1Department of Microbial Biochemistry, Institute of Biochemistry and Biophysics, Polish Academy of Sciences, Warsaw, Poland
2Department of Molecular Microbiology, National Medicines Institute, Warsaw, Poland
*Corresponding author: I. Sitkiewicz, Department of Molecular Microbiology, National Medicines Institute, Warszawa, Poland; e-mail: email@example.com
Submitted 9 December 2014, revised 12 December 2014, accepted 24 December 2014
Streptococcus anginosus (milleri) is a diverse group of gram positive bacteria. Molecular methods to establish relationship between strains are poorly developed. Therefore, main tool to study genetic variability is restriction fragment length polymorphism combined with pulsed field gel electrophoresis (RFLP-PFGE). In this communication, we present optimized protocol for S. anginosus PFGE analysis.
Keywords: Streptococcus anginosus, PFGE
Streptococci are a group of quite diverse gram positive organisms that includes over 40 species (Kohler, 2007). There are multiple methods of classification within this group, often confusing for the non-specialist. The most common classification is simply based on the hemolysis type: full β- or partial α-hemolysis. However, the classification does not even reflect relationships between species, as the same streptococcal species can sometimes exhibit either α- , β- or no hemolysis. The other common classification that uses capital letter designation (groups A, B, C etc.) is based on the presence of specific carbohydrates or lipoteichoic acids on the cell surface, and divides streptococcal species into so called “Lancefield groups” (Lancefield, 1933). This classification, however, can be also confusing as the same Lancefield antigen can be present on the surface of non-related species. In addition species names and evolutionary position also changed over the years (Facklam, 2002). The most recent division into phylogenic groups: pyogenic, anginosus (formerly milleri), mitis/oralis, bovis, salivarius and mutans, reflects evolutionary relationships between species (Kohler, 2007).
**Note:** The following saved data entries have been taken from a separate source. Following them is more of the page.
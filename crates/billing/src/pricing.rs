//! Pricing resolution
//!
//! Resolves the effective price, seat limit and Stripe price id for a
//! (mentor, plan) pair by applying the override chain: plan defaults
//! first, then the single currently-effective per-mentor override, field
//! by field where the override field is non-null.
//!
//! Resolution is a read-only function of table state at a point in time.
//! It must be re-run at every renewal — the effective override can change
//! between cycles even when the plan does not.

use mentorsub_shared::BillingPeriod;
use sqlx::PgPool;
use time::OffsetDateTime;
use uuid::Uuid;

use crate::error::{BillingError, BillingResult};

/// A sellable subscription plan. Immutable once referenced by a cycle;
/// edits only affect cycles created afterwards.
#[derive(Debug, Clone, sqlx::FromRow)]
pub struct Plan {
    pub id: Uuid,
    pub name: String,
    #[sqlx(try_from = "String")]
    pub billing_period: BillingPeriod,
    pub price_cents: i64,
    pub default_seat_limit: i32,
    pub stripe_price_id: String,
    pub is_active: bool,
}

/// A time-windowed per-mentor exception to plan defaults.
///
/// A null field means "inherit the plan default", never "zero".
#[derive(Debug, Clone, sqlx::FromRow)]
pub struct PlanOverride {
    pub id: Uuid,
    pub mentor_id: Uuid,
    pub plan_id: Uuid,
    pub price_cents_override: Option<i64>,
    pub seat_limit_override: Option<i32>,
    pub stripe_price_id_override: Option<String>,
    pub valid_from: OffsetDateTime,
    pub valid_until: Option<OffsetDateTime>,
}

impl PlanOverride {
    /// Whether this override is effective at `as_of`. Mirrors the window
    /// predicate the resolver's SQL applies: `valid_from <= as_of` and
    /// `valid_until` absent or `>= as_of`.
    pub fn is_effective_at(&self, as_of: OffsetDateTime) -> bool {
        self.valid_from <= as_of && self.valid_until.is_none_or(|until| until >= as_of)
    }
}

/// The terms to snapshot onto a cycle at creation or renewal time.
#[derive(Debug, Clone, PartialEq, Eq)]
pub struct ResolvedPricing {
    pub price_cents: i64,
    pub seat_limit: i32,
    pub stripe_price_id: String,
    pub billing_period: BillingPeriod,
    /// Provenance: the override that shaped these terms, if any.
    pub override_id: Option<Uuid>,
}

impl ResolvedPricing {
    /// Merge plan defaults with an optional override, field by field.
    pub fn from_parts(plan: &Plan, ovr: Option<&PlanOverride>) -> Self {
        let mut resolved = Self {
            price_cents: plan.price_cents,
            seat_limit: plan.default_seat_limit,
            stripe_price_id: plan.stripe_price_id.clone(),
            billing_period: plan.billing_period,
            override_id: None,
        };

        if let Some(ovr) = ovr {
            resolved.override_id = Some(ovr.id);
            if let Some(price) = ovr.price_cents_override {
                resolved.price_cents = price;
            }
            if let Some(limit) = ovr.seat_limit_override {
                resolved.seat_limit = limit;
            }
            if let Some(ref price_id) = ovr.stripe_price_id_override {
                resolved.stripe_price_id = price_id.clone();
            }
        }

        resolved
    }
}

/// Resolves effective subscription pricing by applying the override chain.
#[derive(Clone)]
pub struct PricingResolver {
    pool: PgPool,
}

impl PricingResolver {
    pub fn new(pool: PgPool) -> Self {
        Self { pool }
    }

    /// Load a plan by id.
    pub async fn plan(&self, plan_id: Uuid) -> BillingResult<Plan> {
        let plan: Option<Plan> = sqlx::query_as(
            r#"
            SELECT id, name, billing_period, price_cents, default_seat_limit,
                   stripe_price_id, is_active
            FROM plans
            WHERE id = $1
            "#,
        )
        .bind(plan_id)
        .fetch_optional(&self.pool)
        .await?;

        plan.ok_or(BillingError::PlanNotFound(plan_id))
    }

    /// Resolve effective pricing for a mentor on a plan as of `as_of`.
    pub async fn resolve(
        &self,
        mentor_id: Uuid,
        plan_id: Uuid,
        as_of: OffsetDateTime,
    ) -> BillingResult<ResolvedPricing> {
        let plan = self.plan(plan_id).await?;

        let ovr: Option<PlanOverride> = sqlx::query_as(
            r#"
            SELECT id, mentor_id, plan_id, price_cents_override, seat_limit_override,
                   stripe_price_id_override, valid_from, valid_until
            FROM plan_overrides
            WHERE mentor_id = $1
              AND plan_id = $2
              AND valid_from <= $3
              AND (valid_until IS NULL OR valid_until >= $3)
            ORDER BY valid_from DESC
            LIMIT 1
            "#,
        )
        .bind(mentor_id)
        .bind(plan_id)
        .bind(as_of)
        .fetch_optional(&self.pool)
        .await?;

        let resolved = ResolvedPricing::from_parts(&plan, ovr.as_ref());

        tracing::debug!(
            mentor_id = %mentor_id,
            plan_id = %plan_id,
            price_cents = resolved.price_cents,
            seat_limit = resolved.seat_limit,
            override_id = ?resolved.override_id,
            "Resolved pricing"
        );

        Ok(resolved)
    }
}

#[cfg(test)]
mod tests {
    use super::*;
    use time::Duration;

    fn plan() -> Plan {
        Plan {
            id: Uuid::new_v4(),
            name: "Basic".to_string(),
            billing_period: BillingPeriod::Monthly,
            price_cents: 2999,
            default_seat_limit: 3,
            stripe_price_id: "price_basic_monthly".to_string(),
            is_active: true,
        }
    }

    fn override_for(plan: &Plan) -> PlanOverride {
        PlanOverride {
            id: Uuid::new_v4(),
            mentor_id: Uuid::new_v4(),
            plan_id: plan.id,
            price_cents_override: None,
            seat_limit_override: None,
            stripe_price_id_override: None,
            valid_from: OffsetDateTime::now_utc() - Duration::days(1),
            valid_until: None,
        }
    }

    #[test]
    fn no_override_yields_plan_defaults() {
        let plan = plan();
        let resolved = ResolvedPricing::from_parts(&plan, None);
        assert_eq!(resolved.price_cents, 2999);
        assert_eq!(resolved.seat_limit, 3);
        assert_eq!(resolved.stripe_price_id, "price_basic_monthly");
        assert_eq!(resolved.override_id, None);
    }

    #[test]
    fn null_override_fields_inherit_defaults() {
        // seat_limit_override=10, everything else null: price stays at the
        // plan default while the limit is raised.
        let plan = plan();
        let mut ovr = override_for(&plan);
        ovr.seat_limit_override = Some(10);

        let resolved = ResolvedPricing::from_parts(&plan, Some(&ovr));
        assert_eq!(resolved.price_cents, 2999);
        assert_eq!(resolved.seat_limit, 10);
        assert_eq!(resolved.stripe_price_id, "price_basic_monthly");
        assert_eq!(resolved.override_id, Some(ovr.id));
    }

    #[test]
    fn all_fields_overridable() {
        let plan = plan();
        let mut ovr = override_for(&plan);
        ovr.price_cents_override = Some(999);
        ovr.seat_limit_override = Some(25);
        ovr.stripe_price_id_override = Some("price_custom".to_string());

        let resolved = ResolvedPricing::from_parts(&plan, Some(&ovr));
        assert_eq!(resolved.price_cents, 999);
        assert_eq!(resolved.seat_limit, 25);
        assert_eq!(resolved.stripe_price_id, "price_custom");
    }

    #[test]
    fn zero_override_is_not_null() {
        // A zero price override means "free", not "inherit".
        let plan = plan();
        let mut ovr = override_for(&plan);
        ovr.price_cents_override = Some(0);

        let resolved = ResolvedPricing::from_parts(&plan, Some(&ovr));
        assert_eq!(resolved.price_cents, 0);
    }

    #[test]
    fn merge_is_deterministic() {
        let plan = plan();
        let mut ovr = override_for(&plan);
        ovr.seat_limit_override = Some(7);

        let a = ResolvedPricing::from_parts(&plan, Some(&ovr));
        let b = ResolvedPricing::from_parts(&plan, Some(&ovr));
        assert_eq!(a, b);
    }
}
The majority of the streptococci that belong to pyogenic group (Streptococcus pyogenes, Streptococcus agalactiae, Streptococcus dysgalactiae supsp. equisimilis) have been studied for years and are well or very well characterized. The same is true for other human pathogens such as Streptococcus pneumoniae. Methods for molecular characterization of these organisms and detecting evolutionary relationships between strains have been described and are widely introduced (Borek et al., 2012a, , 2012b; Borek et al., 2011; Obszanska et al., 2012; Obszanska et al., 2011).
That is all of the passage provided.